We All Knew This But The Job Market Is Tough For Lawyers
Wednesday, September 26th, 2007
If you’re an attorney, particularly if you’re a contract attorney, you must have heard or read about the recent Wall Street Journal Article regarding the lagging state of the legal employment market. There has been much debate and rumbling among contract attorneys on the matter. If you’re a new law school graduate or if you’ve been struggling to find legal employment, I’m sure the article confirms what we’ve all known for some time. Unless you attended a top tier school and you’re in the very top percent of your class, your legal employment life is going to be extremely harsh or even non-existent. Furthermore, even if you’re a top student from a top tier school, there is no real guarantee that your path will be paved in gold.

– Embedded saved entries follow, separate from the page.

//! Attack telegraphs: a line that grows out from the attacker during
//! fade-in, pulses while the attack winds up, and fades before it lands.

use rand::Rng;
use spectra_core::math::inverse_lerp;
use spectra_core::Vec2;
use std::f32::consts::TAU;

use super::behavior::{EffectBehavior, RenderView, SpawnContext};
use super::lifecycle::EffectCore;
use super::spawn::EffectKind;
use super::strokes::{StrokeBuffer, StrokeStyle};
use crate::geometry::{ColorProfile, WidthProfile};

/// Points along the line. The line is straight, so it is never smoothed.
const LINE_POINTS: usize = 8;
/// Width swing of the wind-up pulse.
const PULSE_DEPTH: f32 = 0.15;
/// Head and tail width as a fraction of the plateau.
const EDGE_WIDTH: f32 = 0.25;

/// Growing warning line.
#[derive(Clone, Copy, Debug, Default)]
pub struct Telegraph {
    core: EffectCore,
    length: f32,
    pulse_offset: f32,
}

impl Telegraph {
    /// Full reach in world units.
    #[must_use]
    pub fn length(&self) -> f32 {
        self.length
    }

    /// Reach at lifetime `ratio`: grows over fade-in, then holds.
    #[must_use]
    pub fn reach_at(&self, ratio: f32) -> f32 {
        self.length * inverse_lerp(0.0, self.core.envelope.fade_in, ratio)
    }
}

impl EffectBehavior for Telegraph {
    const KIND: EffectKind = EffectKind::Telegraph;

    fn core(&self) -> &EffectCore {
        &self.core
    }

    fn core_mut(&mut self) -> &mut EffectCore {
        &mut self.core
    }

    fn on_spawn(&mut self, ctx: &mut SpawnContext<'_>) {
        let length = ctx.request.length;
        self.length = if length.is_finite() { length.max(0.0) } else { 0.0 };
        self.pulse_offset = ctx.rng.gen_range(0.0..TAU);
    }

    fn emit(&self, view: &RenderView, out: &mut StrokeBuffer) {
        let reach = self.reach_at(view.ratio);
        if reach <= f32::EPSILON {
            return;
        }

        let style = &self.core.style;
        let ticks = self.core.elapsed as f32 - 1.0 + view.sub_tick;
        let pulse = 1.0 + PULSE_DEPTH * (self.pulse_offset + ticks * style.pulse_speed).sin();
        let width = style.base_width * self.core.scale * pulse;

        let stroke = StrokeStyle::themed(
            style,
            WidthProfile::inverse_lerp_bump(width * EDGE_WIDTH, width),
            ColorProfile::gradient(style.palette.accent, style.palette.primary)
                .scaled(view.opacity),
        )
        .with_smoothing(None);

        let origin = view.transform.position;
        let direction = Vec2::from_angle(view.transform.rotation);
        out.push(stroke, |points| {
            // Tip first: the head of the ribbon is the leading edge.
            for j in 0..LINE_POINTS {
                let f = 1.0 - j as f32 / (LINE_POINTS - 1) as f32;
                points.push(origin + direction * (reach * f));
            }
        });
    }
}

I’m currently a contract attorney. On my projects I encounter attorneys from all legal backgrounds and graduates from all law school tiers. However, whenever I bump into someone who was a great student from a top tier school like Georgetown Law, I always stop to think about how far the legal profession has fallen. Even these top tier law school graduates lament to me about how tough the market is and how difficult it is to find proper full time employment. They too are finding it extremely difficult to rise above the sea of attorneys. Many end up changing professions altogether or choose to perform temporary contract attorney work. Some toll away in jobs that pay the same as that of clerical workers as they struggle to find a way out. The drowning pain is further compounded by the often crushing student loan debt numbering in the six figures that frequently accompanies law graduates.

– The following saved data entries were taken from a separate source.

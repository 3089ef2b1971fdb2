//! Auras: a breathing ring around an entity with sparkles orbiting it.

use rand::Rng;
use spectra_core::math::wrap_angle;
use spectra_core::Vec2;
use std::f32::consts::TAU;

use super::behavior::{sub_particle_count, EffectBehavior, RenderView, SpawnContext, MAX_SUB_PARTICLES};
use super::lifecycle::EffectCore;
use super::spawn::EffectKind;
use super::strokes::{StrokeBuffer, StrokeStyle};
use crate::geometry::{ColorProfile, WidthProfile};

/// Ring radius in multiples of the theme's base width.
const RING_SCALE: f32 = 3.0;
/// Segments around the ring (the first point is repeated to close it).
const RING_SEGMENTS: usize = 32;
/// Radius swing of the breathing ring.
const BREATH_DEPTH: f32 = 0.06;
/// Points per sparkle streak.
const SPARKLE_POINTS: usize = 5;
/// Smoothing samples for sparkle streaks.
const SPARKLE_SEGMENTS: usize = 12;

#[derive(Clone, Copy, Debug, Default)]
struct Sparkle {
    angle: f32,
    speed: f32,
    /// Orbit radius as a fraction of the ring radius.
    orbit: f32,
    /// Angular length of the streak.
    length: f32,
}

/// Ring plus orbiting sparkles.
#[derive(Clone, Debug, Default)]
pub struct Aura {
    core: EffectCore,
    sparkles: [Sparkle; MAX_SUB_PARTICLES],
    sparkle_count: usize,
    breath_phase: f32,
}

impl Aura {
    /// Sparkles orbiting this aura.
    #[must_use]
    pub fn sparkle_count(&self) -> usize {
        self.sparkle_count
    }
}

impl EffectBehavior for Aura {
    const KIND: EffectKind = EffectKind::Aura;

    fn core(&self) -> &EffectCore {
        &self.core
    }

    fn core_mut(&mut self) -> &mut EffectCore {
        &mut self.core
    }

    fn on_spawn(&mut self, ctx: &mut SpawnContext<'_>) {
        let pulse = self.core.style.pulse_speed;
        self.breath_phase = ctx.rng.gen_range(0.0..TAU);
        self.sparkle_count = sub_particle_count(self.core.style.sub_particles);
        for sparkle in &mut self.sparkles[..self.sparkle_count] {
            *sparkle = Sparkle {
                angle: ctx.rng.gen_range(0.0..TAU),
                speed: pulse * ctx.rng.gen_range(0.6..1.4),
                orbit: ctx.rng.gen_range(0.8..1.25),
                length: ctx.rng.gen_range(0.25..0.5),
            };
        }
    }

    fn on_tick(&mut self) {
        self.breath_phase = wrap_angle(self.breath_phase + self.core.style.pulse_speed);
        for sparkle in &mut self.sparkles[..self.sparkle_count] {
            sparkle.angle = wrap_angle(sparkle.angle + sparkle.speed);
        }
    }

    fn emit(&self, view: &RenderView, out: &mut StrokeBuffer) {
        let style = &self.core.style;
        let scale = self.core.scale;
        let center = view.transform.position;
        let lag = 1.0 - view.sub_tick;

        let breath = self.breath_phase - style.pulse_speed * lag;
        let radius = style.base_width * RING_SCALE * scale * (1.0 + BREATH_DEPTH * breath.sin());

        let ring = StrokeStyle::themed(
            style,
            WidthProfile::Constant(style.base_width * scale * 0.35),
            ColorProfile::Solid(style.palette.primary).scaled(view.opacity * 0.7),
        )
        .with_smoothing(None);
        out.push(ring, |points| {
            for j in 0..=RING_SEGMENTS {
                let angle = TAU * j as f32 / RING_SEGMENTS as f32;
                points.push(center + Vec2::from_angle(angle) * radius);
            }
        });

        let streak = StrokeStyle::themed(
            style,
            WidthProfile::linear_taper(style.base_width * scale * 0.3),
            ColorProfile::gradient(style.palette.accent, style.palette.primary)
                .scaled(view.opacity),
        )
        .with_smoothing(Some(SPARKLE_SEGMENTS));
        for sparkle in &self.sparkles[..self.sparkle_count] {
            let head = sparkle.angle - sparkle.speed * lag;
            let orbit = radius * sparkle.orbit;
            out.push(streak, |points| {
                for j in 0..SPARKLE_POINTS {
                    let f = j as f32 / (SPARKLE_POINTS - 1) as f32;
                    points.push(center + Vec2::from_angle(head - sparkle.length * f) * orbit);
                }
            });
        }
    }
}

Too Many Law School Creating Too Many Law Graduates
There are simply too many lawyers out there and law schools are facilitating this never ending deluge of new attorneys by continuing to graduate more and more lawyers. Unlike other major professions, there are over 4 tiers of law schools and new law schools are added every year to keep up with the demand of students who blindly want to become lawyers. Many of these law school hopefuls hope to chase the commonly hyped fantasy of landing a big time job at a law firm working 40 hours a week and making millions. These law school hopefuls need to know that the legal market already has more than it can handle. There are better academic and professional options out there. Did you know there are only 1/3 as many medical schools as there are law schools? Do we really need so many lawyers? If law school bound college students only knew.

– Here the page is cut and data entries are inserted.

//! # Multi-Pass Compositor
//!
//! Draws one polyline three times with additive blending:
//!
//! | Pass  | Width                | Color                        |
//! |-------|----------------------|------------------------------|
//! | Bloom | `w(t) * bloom`       | `c(t) * 0.3`                 |
//! | Main  | `w(t)`               | `c(t)`                       |
//! | Core  | `w(t) * core`        | `white * 0.8 * (1 - t)`      |
//!
//! Passes are independent: a skipped or rejected pass never stops the
//! others. Nothing here returns an error.

use spectra_core::{Color, Vec2};
use spectra_shared::RibbonLimits;

use super::draw::{DrawCall, DrawSink, Material, PassKind, SubmitError};
use crate::geometry::{ColorFn, PrimitiveSettings, RibbonBuilder, WidthFn};

/// Bloom pass color multiplier.
pub const BLOOM_INTENSITY: f32 = 0.3;
/// Core pass peak intensity (at the head).
pub const CORE_INTENSITY: f32 = 0.8;

/// Per-call tuning beyond the width and color functions.
#[derive(Clone, Copy, Debug, PartialEq)]
pub struct CompositeParams {
    /// Bloom pass width multiplier.
    pub bloom_multiplier: f32,
    /// Core pass width multiplier.
    pub core_multiplier: f32,
    /// Catmull-Rom output samples; `None` tessellates the raw points.
    pub smoothing: Option<usize>,
    /// Constant centerline offset.
    pub offset: Vec2,
}

impl CompositeParams {
    /// Params with the given multipliers, no smoothing and no offset.
    #[must_use]
    pub const fn new(bloom_multiplier: f32, core_multiplier: f32) -> Self {
        Self {
            bloom_multiplier,
            core_multiplier,
            smoothing: None,
            offset: Vec2::ZERO,
        }
    }
}

/// Result of one composite.
#[derive(Clone, Copy, Debug, Default, PartialEq, Eq)]
pub struct CompositeOutcome {
    /// Passes that reached the sink.
    pub drawn: u8,
    /// Passes with no geometry (degenerate input or over the caps).
    pub skipped: u8,
    /// Passes the sink rejected.
    pub rejected: u8,
    /// Vertices submitted across all drawn passes.
    pub vertices: usize,
}

impl CompositeOutcome {
    fn absorb(&mut self, pass: PassResult) {
        match pass {
            PassResult::Drawn { vertices } => {
                self.drawn += 1;
                self.vertices += vertices;
            }
            PassResult::Skipped => self.skipped += 1,
            PassResult::Rejected => self.rejected += 1,
        }
    }
}

#[derive(Clone, Copy, Debug)]
enum PassResult {
    Drawn { vertices: usize },
    Skipped,
    Rejected,
}

/// Lifetime counters for a compositor.
#[derive(Clone, Copy, Debug, Default, PartialEq, Eq)]
pub struct CompositorStats {
    /// Composite calls.
    pub composites: u64,
    /// Passes drawn.
    pub passes_drawn: u64,
    /// Passes skipped for lack of geometry.
    pub passes_skipped: u64,
    /// Passes the sink rejected outright.
    pub passes_rejected: u64,
    /// Textured passes retried with the flat-color material.
    pub flat_fallbacks: u64,
}

/// Three-pass ribbon renderer around one shared [`RibbonBuilder`].
pub struct MultiPassCompositor {
    builder: RibbonBuilder,
    stats: CompositorStats,
}

impl MultiPassCompositor {
    /// Creates a compositor whose builder enforces `limits`.
    #[must_use]
    pub fn new(limits: RibbonLimits) -> Self {
        Self {
            builder: RibbonBuilder::new(limits),
            stats: CompositorStats::default(),
        }
    }

    /// Lifetime counters.
    #[must_use]
    pub fn stats(&self) -> CompositorStats {
        self.stats
    }

    /// The shared builder's caps.
    #[must_use]
    pub fn limits(&self) -> RibbonLimits {
        self.builder.limits()
    }

    /// Bloom, main and core passes over `polyline`, smoothed with the
    /// default segment count.
    #[allow(clippy::too_many_arguments)]
    pub fn render_multi_pass<W, C, S>(
        &mut self,
        polyline: &[Vec2],
        width: &W,
        color: &C,
        bloom_multiplier: f32,
        core_multiplier: f32,
        material: Material,
        sink: &mut S,
    ) -> CompositeOutcome
    where
        W: WidthFn,
        C: ColorFn,
        S: DrawSink,
    {
        let params = CompositeParams {
            smoothing: Some(self.builder.limits().default_segments),
            ..CompositeParams::new(bloom_multiplier, core_multiplier)
        };
        self.render(polyline, width, color, &params, material, sink)
    }

    /// Bloom, main and core passes over `polyline` with explicit params.
    pub fn render<W, C, S>(
        &mut self,
        polyline: &[Vec2],
        width: &W,
        color: &C,
        params: &CompositeParams,
        material: Material,
        sink: &mut S,
    ) -> CompositeOutcome
    where
        W: WidthFn,
        C: ColorFn,
        S: DrawSink,
    {
        self.stats.composites += 1;
        let mut outcome = CompositeOutcome::default();

        let bloom = params.bloom_multiplier;
        let core = params.core_multiplier;

        let bloom_settings = PrimitiveSettings {
            width: |t: f32| width.width(t) * bloom,
            color: |t: f32| color.color(t) * BLOOM_INTENSITY,
            offset: params.offset,
            smoothing: params.smoothing,
        };
        outcome.absorb(self.pass(PassKind::Bloom, polyline, &bloom_settings, material, sink));

        let main_settings = PrimitiveSettings {
            width: |t: f32| width.width(t),
            color: |t: f32| color.color(t),
            offset: params.offset,
            smoothing: params.smoothing,
        };
        outcome.absorb(self.pass(PassKind::Main, polyline, &main_settings, material, sink));

        let core_settings = PrimitiveSettings {
            width: |t: f32| width.width(t) * core,
            color: |t: f32| Color::WHITE * (CORE_INTENSITY * (1.0 - t)),
            offset: params.offset,
            smoothing: params.smoothing,
        };
        outcome.absorb(self.pass(PassKind::Core, polyline, &core_settings, material, sink));

        outcome
    }

    fn pass<W, C, S>(
        &mut self,
        pass: PassKind,
        polyline: &[Vec2],
        settings: &PrimitiveSettings<W, C>,
        material: Material,
        sink: &mut S,
    ) -> PassResult
    where
        W: WidthFn,
        C: ColorFn,
        S: DrawSink,
    {
        let mesh = self.builder.build(polyline, settings);
        if mesh.is_empty() {
            self.stats.passes_skipped += 1;
            return PassResult::Skipped;
        }
        let vertices = mesh.vertices.len();

        let call = DrawCall {
            pass,
            material,
            mesh,
        };
        let result = match sink.submit(&call) {
            Err(SubmitError::MissingParameter(name)) if material != Material::FlatColor => {
                tracing::debug!(?pass, parameter = name, "retrying ribbon pass without texture");
                self.stats.flat_fallbacks += 1;
                sink.submit(&DrawCall {
                    material: Material::FlatColor,
                    ..call
                })
            }
            other => other,
        };

        match result {
            Ok(()) => {
                self.stats.passes_drawn += 1;
                PassResult::Drawn { vertices }
            }
            Err(err) => {
                tracing::debug!(?pass, %err, "ribbon pass rejected");
                self.stats.passes_rejected += 1;
                PassResult::Rejected
            }
        }
    }
}

#[cfg(test)]
mod tests {
    use super::*;
    use crate::compositor::{RecordedDraw, RecordingSink, TextureHandle};
    use crate::geometry::{ColorProfile, WidthProfile};

    fn polyline() -> Vec<Vec2> {
        (1..=6).map(|i| Vec2::new(i as f32 * 10.0, 5.0)).collect()
    }

    #[test]
    fn test_three_passes_in_order() {
        let mut compositor = MultiPassCompositor::new(RibbonLimits::default());
        let mut sink = RecordingSink::new();
        let outcome = compositor.render(
            &polyline(),
            &WidthProfile::Constant(10.0),
            &ColorProfile::Solid(Color::rgb(1.0, 0.5, 0.0)),
            &CompositeParams::new(2.5, 0.4),
            Material::FlatColor,
            &mut sink,
        );
        assert_eq!(outcome.drawn, 3);
        let order: Vec<PassKind> = sink.draws.iter().map(|d| d.pass).collect();
        assert_eq!(order, PassKind::ALL.to_vec());
    }

    #[test]
    fn test_pass_widths_and_colors() {
        let mut compositor = MultiPassCompositor::new(RibbonLimits::default());
        let mut sink = RecordingSink::new();
        compositor.render(
            &polyline(),
            &WidthProfile::Constant(10.0),
            &ColorProfile::Solid(Color::rgb(1.0, 0.5, 0.0)),
            &CompositeParams::new(2.0, 0.5),
            Material::FlatColor,
            &mut sink,
        );

        let half_width = |d: &RecordedDraw| {
            (d.vertices[0].position[1] - d.vertices[1].position[1]) / 2.0
        };
        assert!((half_width(&sink.draws[0]) - 10.0).abs() < 1e-4);
        assert!((half_width(&sink.draws[1]) - 5.0).abs() < 1e-4);
        assert!((half_width(&sink.draws[2]) - 2.5).abs() < 1e-4);

        let bloom_head = sink.draws[0].vertices[0].color;
        assert!((bloom_head[0] - 0.3).abs() < 1e-6);
        assert_eq!(sink.draws[1].vertices[0].color, [1.0, 0.5, 0.0, 0.0]);

        let core = &sink.draws[2].vertices;
        assert!((core[0].color[0] - 0.8).abs() < 1e-6);
        assert!(core[core.len() - 1].color[0].abs() < 1e-6);
    }

    struct RejectBloom(RecordingSink);

    impl DrawSink for RejectBloom {
        fn submit(&mut self, call: &DrawCall<'_>) -> Result<(), SubmitError> {
            if call.pass == PassKind::Bloom {
                return Err(SubmitError::BufferFull {
                    vertices: call.mesh.vertices.len(),
                });
            }
            self.0.submit(call)
        }
    }

    #[test]
    fn test_rejected_pass_does_not_stop_others() {
        let mut compositor = MultiPassCompositor::new(RibbonLimits::default());
        let mut sink = RejectBloom(RecordingSink::new());
        let outcome = compositor.render_multi_pass(
            &polyline(),
            &WidthProfile::quadratic_bump(8.0),
            &ColorProfile::default(),
            2.5,
            0.4,
            Material::FlatColor,
            &mut sink,
        );
        assert_eq!(outcome.rejected, 1);
        assert_eq!(outcome.drawn, 2);
        assert_eq!(sink.0.pass(PassKind::Main).count(), 1);
        assert_eq!(sink.0.pass(PassKind::Core).count(), 1);
    }

    struct NoTextureSlot(RecordingSink);

    impl DrawSink for NoTextureSlot {
        fn submit(&mut self, call: &DrawCall<'_>) -> Result<(), SubmitError> {
            if matches!(call.material, Material::Textured(_)) {
                return Err(SubmitError::MissingParameter("glow_texture"));
            }
            self.0.submit(call)
        }
    }

    #[test]
    fn test_missing_parameter_falls_back_to_flat() {
        let mut compositor = MultiPassCompositor::new(RibbonLimits::default());
        let mut sink = NoTextureSlot(RecordingSink::new());
        let outcome = compositor.render_multi_pass(
            &polyline(),
            &WidthProfile::Constant(4.0),
            &ColorProfile::default(),
            2.5,
            0.4,
            Material::Textured(TextureHandle(1)),
            &mut sink,
        );
        assert_eq!(outcome.drawn, 3);
        assert_eq!(compositor.stats().flat_fallbacks, 3);
        assert!(sink.0.draws.iter().all(|d| d.material == Material::FlatColor));
    }

    #[test]
    fn test_degenerate_polyline_skips_all_passes() {
        let mut compositor = MultiPassCompositor::new(RibbonLimits::default());
        let mut sink = RecordingSink::new();
        let outcome = compositor.render_multi_pass(
            &[Vec2::new(3.0, 3.0)],
            &WidthProfile::Constant(4.0),
            &ColorProfile::default(),
            2.5,
            0.4,
            Material::FlatColor,
            &mut sink,
        );
        assert_eq!(outcome.skipped, 3);
        assert!(sink.draws.is_empty());
    }
}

I’m glad the Wall Street Journal article was published. It helps to shed public light on a serious epidemic in the legal profession. An attorney is still a prestigious profession but when you have over saturation, it loses its prestige and you become a dime a dozen. You have all of these easy political science, English, and history majors enrolling in law schools because they don’t know what else to do with their majors. It will take time, but hopefully such discussion will cause a shift in the legal profession for the better. Despite my usual optimism, I don’t have much hope for this. There are too many stakeholders such as a large firms and law schools that will never want the lawyer making machine to slow down.